Research by consumer group Fairer Finance has found that a third of insurance policy small print is only understandable to degree holders.

The research suggests that none of the 280 documents tested could be understood by anyone with a reading age of 11. An estimated 16% of UK adults have a reading age of 11 or less.

Fairer Finance’s report goes on to say that failing to understand financial jargon costs UK consumers £21bn in a year – £428 for every adult.

"By communicating in a language that many people simply can't understand, banks and insurers are discriminating against large swathes of their customers," said James Daley, managing director of Fairer Finance.

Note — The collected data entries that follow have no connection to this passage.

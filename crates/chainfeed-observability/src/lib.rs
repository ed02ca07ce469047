//! # chainfeed-observability
//!
//! OpenTelemetry-based observability for ChainFeed.
//!
//! ## Built-in metrics
//! - `chainfeed.blocks_decoded`           — counter
//! - `chainfeed.lines_skipped`            — counter
//! - `chainfeed.unknown_commands`         — counter, tagged with command
//! - `chainfeed.decode_errors`            — counter, tagged with error_type
//! - `chainfeed.block_decode_latency_ms`  — histogram
//! - `chainfeed.block_transactions`       — histogram
//!
//! ## Structured logging
//! Text or JSON logs on stderr, levels configurable per component.

pub mod metrics;
pub mod tracing_setup;

pub use metrics::ReaderMetrics;
pub use tracing_setup::{init_tracing, LogConfig};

"As well as being unfair, it is also bad business. If customers do not understand what they are buying, they are more likely to be disappointed. It is in everyone's interests that companies communicate clearly with their customers."

A recent report from the Money Advice Service suggested that four out of five UK adults don’t read the terms and conditions when they buy financial products.

A spokesman for the Association of British Insurers (ABI) said: "All insurers want to ensure that customer documents are as clear and transparent as possible.

"They will continually review their customer materials, as they want policyholders to read policies and understand what they are covered for and what they need to be aware of. We would also encourage consumers to read what they receive from their insurers, and speak to them if anything is unclear."

We’ve said countless times that small print is often purposefully off-putting and difficult to understand. We’ll continue to regularly make a big fuss until things change for the better.